→ Exercise instructions: Report how many lines in the data include the string "MidError", and add nothing else.

[Records to use — start]

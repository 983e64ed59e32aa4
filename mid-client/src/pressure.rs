//! Averaged wide-range pressure readings
//!
//! Wide pressure units are sampled [`PRESSURE_SAMPLES_PER_READING`] times per
//! cycle. The sample commands only feed the average; the readings reported
//! upstream are the per-sensor means tagged `pressure_wide_super`.

use chrono::{DateTime, Utc};
use mid_core::{ErrorResponse, Reading, ReadingType, SensorId};
use mid_protocol::{CommandDescriptor, CommandOutcome};
use mid_session::{failure_records, CommandExchange};
use std::collections::BTreeMap;

/// Sample commands issued per port for one averaged reading
pub const PRESSURE_SAMPLES_PER_READING: usize = 10;

#[derive(Debug, Clone, Default, PartialEq)]
struct Samples {
    values: Vec<f64>,
    raws: Vec<f64>,
}

/// The wide pressure sampling step of a cycle
#[derive(Debug, Clone)]
pub struct PressureAverage {
    /// One wide pressure command per port
    per_port: Vec<CommandDescriptor>,
    samples_per_reading: usize,
    samples: BTreeMap<SensorId, Samples>,
}

impl PressureAverage {
    pub fn new(per_port: Vec<CommandDescriptor>) -> Self {
        Self {
            per_port,
            samples_per_reading: PRESSURE_SAMPLES_PER_READING,
            samples: BTreeMap::new(),
        }
    }

    pub fn with_samples_per_reading(mut self, samples: usize) -> Self {
        self.samples_per_reading = samples.max(1);
        self
    }

    pub fn port_commands(&self) -> &[CommandDescriptor] {
        &self.per_port
    }

    /// Sample commands in issue order: every port once, then again
    pub fn sample_commands(&self) -> Vec<CommandDescriptor> {
        (0..self.samples_per_reading)
            .flat_map(|_| self.per_port.iter().cloned())
            .collect()
    }

    /// Sample commands plus the averaging step itself
    pub fn command_count(&self) -> usize {
        self.samples_per_reading * self.per_port.len() + 1
    }

    pub fn sensor_ids(&self) -> Vec<SensorId> {
        self.per_port.iter().flat_map(|d| d.sensor_ids()).collect()
    }

    pub fn reset(&mut self) {
        self.samples.clear();
    }

    /// Keep the valid readings of one sample command
    pub fn record(&mut self, outcome: &CommandOutcome) {
        for reading in outcome.readings.iter().filter(|r| r.is_valid()) {
            let (Some(value), Some(raw)) = (reading.value, reading.raw) else {
                continue;
            };
            let samples = self.samples.entry(reading.sensor_id).or_default();
            samples.values.push(value);
            samples.raws.push(raw);
        }
    }

    /// Number of valid samples collected for a sensor
    pub fn sample_count(&self, sensor_id: SensorId) -> usize {
        self.samples.get(&sensor_id).map_or(0, |s| s.values.len())
    }

    /// Issue every sample command and collect the results
    ///
    /// A failed sample is recorded in `errors` and sampling goes on.
    pub async fn run<E>(&mut self, link: &mut E, at: DateTime<Utc>, errors: &mut ErrorResponse)
    where
        E: CommandExchange + ?Sized,
    {
        self.reset();
        for (index, descriptor) in self.sample_commands().iter().enumerate() {
            log::debug!("Pressure sample {}: {}", index, descriptor);
            match link.exchange(descriptor, at).await {
                Ok(outcome) => {
                    self.record(&outcome);
                    errors.extend(outcome.errors);
                }
                Err(e) => {
                    log::warn!("Pressure sample {} failed: {}", descriptor, e);
                    errors.extend(failure_records(descriptor, &e));
                }
            }
        }
    }

    /// Mean reading per sensor; sensors without a valid sample are left out
    pub fn compose(&self, at: DateTime<Utc>) -> Vec<Reading> {
        self.sensor_ids()
            .into_iter()
            .filter_map(|sensor_id| {
                let samples = self.samples.get(&sensor_id)?;
                if samples.values.is_empty() {
                    return None;
                }
                Some(Reading::new(
                    sensor_id,
                    ReadingType::PressureWideAverage,
                    mean(&samples.values),
                    mean(&samples.raws),
                    at,
                ))
            })
            .collect()
    }
}

fn mean(values: &[f64]) -> f64 {
    values.iter().sum::<f64>() / values.len() as f64
}

#[cfg(test)]
mod tests {
    use super::*;
    use async_trait::async_trait;
    use crate::error::{MidError, MidResult};
    use mid_core::ErrorCode;
    use mid_protocol::{ChannelConfig, UnitCommand, UnitConfig};

    fn port(port: u8, ids: &[(u16, SensorId)]) -> CommandDescriptor {
        CommandDescriptor::new(
            UnitCommand::PressureWide,
            port,
            ids.iter()
                .map(|&(address, id)| UnitConfig::new(address).channel(ChannelConfig::new(id)))
                .collect(),
        )
    }

    /// Answers alternate sampling rounds of two ports with 1010 and 1000
    struct Sampler {
        calls: usize,
        fail_port: Option<u8>,
    }

    #[async_trait]
    impl CommandExchange for Sampler {
        async fn exchange(
            &mut self,
            descriptor: &CommandDescriptor,
            at: DateTime<Utc>,
        ) -> MidResult<CommandOutcome> {
            self.calls += 1;
            if self.fail_port == Some(descriptor.port) {
                return Err(MidError::Timeout);
            }
            let readings = descriptor
                .sensor_ids()
                .into_iter()
                .map(|id| {
                    let raw = 1000.0 + ((self.calls - 1) / 2 % 2) as f64 * 10.0;
                    Reading::new(id, ReadingType::PressureWide, raw / 10.0, raw, at)
                })
                .collect();
            Ok(CommandOutcome {
                readings,
                ..CommandOutcome::default()
            })
        }
    }

    #[test]
    fn test_sample_commands_are_sample_major() {
        let average = PressureAverage::new(vec![port(1, &[(5, 1), (6, 2)]), port(3, &[(7, 3), (8, 4)])]);
        let commands = average.sample_commands();
        assert_eq!(commands.len(), 2 * PRESSURE_SAMPLES_PER_READING);
        assert_eq!(average.command_count(), 2 * PRESSURE_SAMPLES_PER_READING + 1);
        assert_eq!(commands[0].port, 1);
        assert_eq!(commands[1].port, 3);
        assert_eq!(commands[2].port, 1);
    }

    #[tokio::test]
    async fn test_only_averages_are_reported() {
        let mut average =
            PressureAverage::new(vec![port(1, &[(5, 1), (6, 2)]), port(3, &[(7, 3), (8, 4)])]);
        let mut link = Sampler { calls: 0, fail_port: None };
        let mut errors = ErrorResponse::new();
        let at = Utc::now();

        average.run(&mut link, at, &mut errors).await;
        assert_eq!(link.calls, 20);
        assert!(errors.is_empty());

        let readings = average.compose(at);
        assert_eq!(readings.len(), 4);
        for reading in &readings {
            assert_eq!(reading.kind, ReadingType::PressureWideAverage);
            assert_eq!(average.sample_count(reading.sensor_id), 10);
            assert!((reading.raw.unwrap() - 1005.0).abs() < 1e-9);
            assert!((reading.value.unwrap() - 100.5).abs() < 1e-9);
        }
    }

    #[tokio::test]
    async fn test_failed_port_is_skipped() {
        let mut average = PressureAverage::new(vec![port(1, &[(5, 1)]), port(2, &[(6, 2)])]);
        let mut link = Sampler { calls: 0, fail_port: Some(2) };
        let mut errors = ErrorResponse::new();
        let at = Utc::now();

        average.run(&mut link, at, &mut errors).await;
        let readings = average.compose(at);
        assert_eq!(readings.len(), 1);
        assert_eq!(readings[0].sensor_id, 1);
        assert_eq!(errors.count_of(ErrorCode::TIMEOUT), 10);
    }
}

[Records to use — finish]

→ Your response: 2